Ali
Ali is a security researcher with over a decade of experience working in tech fields. Currently, he is application security lead at Canon EMEA. Ali is a regular speaker or trainer at industry conferences and events such as: Confidence Conf 2020 , Hack In The Box 2023 AMS, DefCon 3x, IEEE AI-ML-Workshop-2021, SSD TyphoonCon 2x, c0c0n, BSides Toronto, Budapest, Calgary, Newcastle, Barcelona, OWASP Ottawa chapter, LeHack2022, NoNameCon, YASCon, COUNTERMEASURE Conference, DragonCon, COSAC 2022, Hacktivity, DefCon Holland, etc.

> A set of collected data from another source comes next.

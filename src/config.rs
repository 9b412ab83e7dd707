//! Tuning parameters for a [`Solve`](crate::solver::solve) call.
//!
//! Mirrors `rapier`'s `IntegrationParameters`: a plain data struct with sane defaults,
//! constructed once per world and passed by reference into the hot path.

use crate::math::{Real, Vec2};

/// Per-step tuning knobs consumed by the solver, CCD, and finalization stages.
#[derive(Copy, Clone, Debug, PartialEq)]
pub struct SolverConfig {
    /// Time covered by a single `Solve` call, in seconds. `0.0` is legal (see §8 property 6)
    /// and must produce no visible motion.
    pub dt: Real,
    /// Constant world acceleration applied to every dynamic body's velocity integration,
    /// scaled per body by `BodySim::gravity_scale`.
    pub gravity: Vec2,
    /// Number of substeps `Solve` subdivides `dt` into.
    pub sub_step_count: u32,
    /// Bias-enabled solver iterations per substep (the `Solve(useBias=true)` loop).
    pub velocity_iterations: u32,
    /// Bias-disabled relaxation iterations per substep (the `Relax(useBias=false)` loop).
    pub relax_iterations: u32,
    /// AABB inflation used to catch near-misses on the next step.
    pub speculative_distance: Real,
    /// Additional AABB margin applied when a shape's AABB escapes its fat AABB.
    pub aabb_margin: Real,
    /// Hard cap on linear speed after velocity integration.
    pub max_linear_speed: Real,
    /// Hard cap on rotation per step; `max_angular_speed = max_rotation / dt`.
    pub max_rotation: Real,
    /// Below this combined linear+angular "sleep velocity" a body accumulates sleep time.
    pub sleep_threshold: Real,
    /// Accumulated sleep time required before a body's island may sleep.
    pub time_to_sleep: Real,
    /// Whether continuous collision is enabled at all.
    pub enable_continuous: bool,
    /// World-wide switch for sleeping (§4.4 step 3, "If sleep disabled ... reset sleepTime").
    /// `false` pins every dynamic body's `sleep_time` at `0.0` regardless of its sleep velocity.
    pub enable_sleep: bool,
    /// Whether sensor begin/end events are emitted.
    pub enable_sensor_events: bool,
    /// `JointEvent` trips when a joint's reaction force magnitude exceeds this. `Real::INFINITY`
    /// (the default) disables force-triggered joint events entirely (§4.3, "when useBias and
    /// thresholds are finite").
    pub joint_force_threshold: Real,
    /// As [`Self::joint_force_threshold`], for reaction torque magnitude.
    pub joint_torque_threshold: Real,
}

/// Per §9 ("Resolved — sensor-hit capacity of 8"): a hard, documented per-step-per-body budget,
/// not a tuning knob, so it is a constant rather than a `SolverConfig` field.
pub const MAX_SENSOR_HITS_PER_BODY: usize = 8;

/// Fast bodies are swept against the static tree unconditionally; bullets additionally sweep
/// against the kinematic and dynamic trees (§4.5).
pub const CORE_FRACTION: Real = 0.25;

/// Default, fixed palette size for the constraint graph: 11 regular colors plus one overflow
/// color, matching the Box2D-family default this spec's stage ordering is modeled on (§9).
pub const GRAPH_COLOR_COUNT: usize = 12;
pub const OVERFLOW_COLOR_INDEX: usize = GRAPH_COLOR_COUNT - 1;

/// `ShapeDistance < 10 * f32::EPSILON` is the touching threshold used by the sensor query (§4.6).
pub const SENSOR_TOUCH_EPSILON_SCALE: Real = 10.0;

impl Default for SolverConfig {
    fn default() -> Self {
        Self {
            dt: 1.0 / 60.0,
            gravity: Vec2::new(0.0, -9.81),
            sub_step_count: 4,
            velocity_iterations: 4,
            relax_iterations: 2,
            speculative_distance: 0.02,
            aabb_margin: 0.1,
            max_linear_speed: 400.0,
            max_rotation: 0.25 * std::f32::consts::PI,
            sleep_threshold: 0.05,
            time_to_sleep: 0.5,
            enable_continuous: true,
            enable_sleep: true,
            enable_sensor_events: true,
            joint_force_threshold: Real::INFINITY,
            joint_torque_threshold: Real::INFINITY,
        }
    }
}

impl SolverConfig {
    /// Time covered by a single substep.
    pub fn sub_dt(&self) -> Real {
        if self.sub_step_count == 0 {
            0.0
        } else {
            self.dt / self.sub_step_count as Real
        }
    }

    /// Inverse of `dt`, `0.0` when `dt == 0.0` (matches the `inv` helper in
    /// `utils.rs`, which returns `0` instead of dividing by zero).
    pub fn inv_dt(&self) -> Real {
        crate::utils::inv(self.dt)
    }

    /// `max_rotation / dt`, the angular speed cap used by `IntegrateVelocities` (§4.3).
    /// Returns `Real::MAX` when `dt == 0.0` so a zero-length step never spuriously clamps.
    pub fn max_angular_speed(&self) -> Real {
        if self.dt == 0.0 {
            Real::MAX
        } else {
            self.max_rotation / self.dt
        }
    }

    pub fn validate(&self) {
        debug_assert!(self.dt >= 0.0, "dt must be non-negative");
        debug_assert!(
            self.sub_step_count > 0 || self.dt == 0.0,
            "sub_step_count must be positive for a non-zero step"
        );
        debug_assert!(self.speculative_distance >= 0.0);
        debug_assert!(self.aabb_margin >= 0.0);
    }
}
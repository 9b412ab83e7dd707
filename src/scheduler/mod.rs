//! Builds the fixed stage sequence a physics step drives through the [`StageMachine`] (§4.2).
//!
//! The block math (§4.1) and the stage machine itself (§4.2) are kept in their own submodules;
//! this module is the glue that turns a [`ConstraintGraph`](crate::data::ConstraintGraph)'s color
//! population into the concrete list of [`SolverStage`]s for one step, including the overflow
//! color's serial "sandwiching" — every per-color stage type gets one extra, single-worker stage
//! appended for the overflow color whenever it's non-empty, so it never runs concurrently with
//! anything else.

pub mod blocks;
pub mod stage;

pub use blocks::{BlockType, SolverBlock};
pub use stage::{SolverStage, StageMachine, StageType, TERMINATE};

use blocks::plan_blocks;
use crate::config::{SolverConfig, GRAPH_COLOR_COUNT, OVERFLOW_COLOR_INDEX};

/// How many joints/contacts occupy one graph color, as produced by
/// [`crate::data::ConstraintGraph`]. Index `OVERFLOW_COLOR_INDEX` is the serial overflow color.
#[derive(Copy, Clone, Debug, Default)]
pub struct ColorCounts {
    pub joint_count: usize,
    pub contact_count: usize,
}

fn build_color_blocks(
    counts: &ColorCounts,
    worker_count: usize,
    include_joints: bool,
    include_contacts: bool,
) -> Vec<SolverBlock> {
    let mut blocks = Vec::new();
    if include_joints && counts.joint_count > 0 {
        blocks.extend(plan_blocks(counts.joint_count, worker_count, BlockType::GraphJoint));
    }
    if include_contacts && counts.contact_count > 0 {
        blocks.extend(plan_blocks(counts.contact_count, worker_count, BlockType::GraphContact));
    }
    blocks
}

#[allow(clippy::too_many_arguments)]
fn push_color_pass(
    stages: &mut Vec<SolverStage>,
    stage_type: StageType,
    active: &[usize],
    overflow_has_work: bool,
    colors: &[ColorCounts],
    worker_count: usize,
    include_joints: bool,
    include_contacts: bool,
) {
    for &color in active {
        let blocks = build_color_blocks(&colors[color], worker_count, include_joints, include_contacts);
        if !blocks.is_empty() {
            stages.push(SolverStage::new(stage_type, Some(color), blocks));
        }
    }
    if overflow_has_work {
        // The overflow color is never body-disjoint, so it always gets exactly one worker:
        // `plan_blocks(count, 1, ..)` yields a single block, which the stage machine then runs
        // serially regardless of how many workers are driving the step.
        let blocks = build_color_blocks(&colors[OVERFLOW_COLOR_INDEX], 1, include_joints, include_contacts);
        if !blocks.is_empty() {
            stages.push(SolverStage::new(stage_type, Some(OVERFLOW_COLOR_INDEX), blocks));
        }
    }
}

/// Builds the full stage-ordering pipeline for one step (§4.2):
///
/// `PrepareJoints → PrepareContacts → IntegrateVelocities → WarmStart →`
/// `Solve × velocity_iterations → IntegratePositions → Relax × relax_iterations →`
/// `Restitution → StoreImpulses`
///
/// Each `*Joints`/`*Contacts`/`WarmStart`/`Solve`/`Relax`/`Restitution`/`StoreImpulses` step
/// expands into one stage per active color plus (if non-empty) one single-worker stage for the
/// overflow color. Stages with nothing to do are omitted entirely.
pub fn build_stage_sequence(
    body_count: usize,
    colors: &[ColorCounts],
    cfg: &SolverConfig,
    worker_count: usize,
) -> Vec<SolverStage> {
    assert_eq!(colors.len(), GRAPH_COLOR_COUNT, "one count entry per graph color");
    let worker_count = worker_count.max(1);

    let active: Vec<usize> = (0..OVERFLOW_COLOR_INDEX)
        .filter(|&i| colors[i].joint_count > 0 || colors[i].contact_count > 0)
        .collect();
    let overflow_has_work =
        colors[OVERFLOW_COLOR_INDEX].joint_count > 0 || colors[OVERFLOW_COLOR_INDEX].contact_count > 0;

    let mut stages = Vec::new();

    push_color_pass(&mut stages, StageType::PrepareJoints, &active, overflow_has_work, colors, worker_count, true, false);
    push_color_pass(&mut stages, StageType::PrepareContacts, &active, overflow_has_work, colors, worker_count, false, true);

    // §4.2 stage ordering: the whole integrate/warm-start/solve/integrate-positions/relax cycle
    // repeats once per substep; only `PrepareJoints`/`PrepareContacts` (above) and
    // `Restitution`/`StoreImpulses` (below) run exactly once per step, outside the substep loop.
    for _ in 0..cfg.sub_step_count.max(1) {
        if body_count > 0 {
            stages.push(SolverStage::new(
                StageType::IntegrateVelocities,
                None,
                plan_blocks(body_count, worker_count, BlockType::Body),
            ));
        }

        push_color_pass(&mut stages, StageType::WarmStart, &active, overflow_has_work, colors, worker_count, true, true);

        for _ in 0..cfg.velocity_iterations.max(1) {
            push_color_pass(&mut stages, StageType::Solve, &active, overflow_has_work, colors, worker_count, true, true);
        }

        if body_count > 0 {
            stages.push(SolverStage::new(
                StageType::IntegratePositions,
                None,
                plan_blocks(body_count, worker_count, BlockType::Body),
            ));
        }

        for _ in 0..cfg.relax_iterations.max(1) {
            push_color_pass(&mut stages, StageType::Relax, &active, overflow_has_work, colors, worker_count, true, true);
        }
    }

    push_color_pass(&mut stages, StageType::Restitution, &active, overflow_has_work, colors, worker_count, false, true);
    push_color_pass(&mut stages, StageType::StoreImpulses, &active, overflow_has_work, colors, worker_count, false, true);

    stages
}

#[cfg(test)]
mod tests {
    use super::*;

    fn counts(joint: usize, contact: usize) -> ColorCounts {
        ColorCounts { joint_count: joint, contact_count: contact }
    }

    #[test]
    fn empty_graph_still_integrates_bodies_once_per_substep() {
        let colors = vec![ColorCounts::default(); GRAPH_COLOR_COUNT];
        let mut cfg = SolverConfig::default();
        cfg.sub_step_count = 3;
        let stages = build_stage_sequence(10, &colors, &cfg, 4);
        let types: Vec<StageType> = stages.iter().map(|s| s.stage_type).collect();
        assert_eq!(
            types,
            vec![
                StageType::IntegrateVelocities,
                StageType::IntegratePositions,
                StageType::IntegrateVelocities,
                StageType::IntegratePositions,
                StageType::IntegrateVelocities,
                StageType::IntegratePositions,
            ]
        );
    }

    #[test]
    fn zero_bodies_and_zero_constraints_yields_no_stages() {
        let colors = vec![ColorCounts::default(); GRAPH_COLOR_COUNT];
        let cfg = SolverConfig::default();
        let stages = build_stage_sequence(0, &colors, &cfg, 4);
        assert!(stages.is_empty());
    }

    #[test]
    fn active_color_stages_precede_overflow_stages_of_the_same_type() {
        let mut colors = vec![ColorCounts::default(); GRAPH_COLOR_COUNT];
        colors[0] = counts(3, 0);
        colors[OVERFLOW_COLOR_INDEX] = counts(2, 0);
        let cfg = SolverConfig::default();
        let stages = build_stage_sequence(5, &colors, &cfg, 4);

        let prepare_joint_stages: Vec<&SolverStage> = stages
            .iter()
            .filter(|s| s.stage_type == StageType::PrepareJoints)
            .collect();
        assert_eq!(prepare_joint_stages.len(), 2);
        assert_eq!(prepare_joint_stages[0].color_index, Some(0));
        assert_eq!(prepare_joint_stages[1].color_index, Some(OVERFLOW_COLOR_INDEX));
    }

    #[test]
    fn overflow_color_always_plans_with_a_single_worker() {
        let mut colors = vec![ColorCounts::default(); GRAPH_COLOR_COUNT];
        colors[OVERFLOW_COLOR_INDEX] = counts(0, 1000);
        let cfg = SolverConfig::default();
        let stages = build_stage_sequence(0, &colors, &cfg, 8);

        let overflow_prepare = stages
            .iter()
            .find(|s| s.stage_type == StageType::PrepareContacts && s.color_index == Some(OVERFLOW_COLOR_INDEX))
            .expect("overflow PrepareContacts stage");
        assert_eq!(overflow_prepare.blocks.len(), 1);
        assert_eq!(overflow_prepare.blocks[0].count, 1000);
    }

    #[test]
    fn solve_stage_repeats_once_per_configured_velocity_iteration() {
        let mut colors = vec![ColorCounts::default(); GRAPH_COLOR_COUNT];
        colors[0] = counts(1, 1);
        let mut cfg = SolverConfig::default();
        cfg.sub_step_count = 1;
        cfg.velocity_iterations = 3;
        cfg.relax_iterations = 1;
        let stages = build_stage_sequence(2, &colors, &cfg, 2);
        let solve_count = stages.iter().filter(|s| s.stage_type == StageType::Solve).count();
        assert_eq!(solve_count, 3);
    }

    #[test]
    fn restitution_and_store_impulses_run_once_regardless_of_substep_count() {
        let mut colors = vec![ColorCounts::default(); GRAPH_COLOR_COUNT];
        colors[0] = counts(0, 4);
        let mut cfg = SolverConfig::default();
        cfg.sub_step_count = 4;
        let stages = build_stage_sequence(2, &colors, &cfg, 2);
        assert_eq!(stages.iter().filter(|s| s.stage_type == StageType::Restitution).count(), 1);
        assert_eq!(stages.iter().filter(|s| s.stage_type == StageType::StoreImpulses).count(), 1);
        assert_eq!(stages.iter().filter(|s| s.stage_type == StageType::IntegrateVelocities).count(), 4);
    }
}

Moreover, he was a trainer at OWASP Summer of Security 2020, 2021 July training, and reviewer for Springer Cluster Computing Journal as well as the 2021 Global AppSec U.S. event.
Sessions
Traditional AppSec techniques such as testing, scanning, and code reviews are essential but often unable to protect against zero-day vulnerabilities before they are discovered and disclosed. In this talk, we will explore how Runtime Application Self-Protection (RASP) technologies can provide real-time behavioral monitoring and protection for applications during execution. We will dive into the limitations of pre-deployment security and explain why runtime protection is necessary. Furthermore, we will discuss the main components and architecture of a RASP solution, highlighting its key features and benefits. Attendees will gain insights into various RASP techniques, including behavioral analysis, anomaly detection, and machine learning, which are crucial for detecting unknown threats. Real-world examples of RASP preventing zero-day exploits and unknown attacks will be shared, showcasing its effectiveness in safeguarding applications. Lastly, we will provide best practices for implementing and integrating RASP into the CI/CD pipeline and DevOps workflow.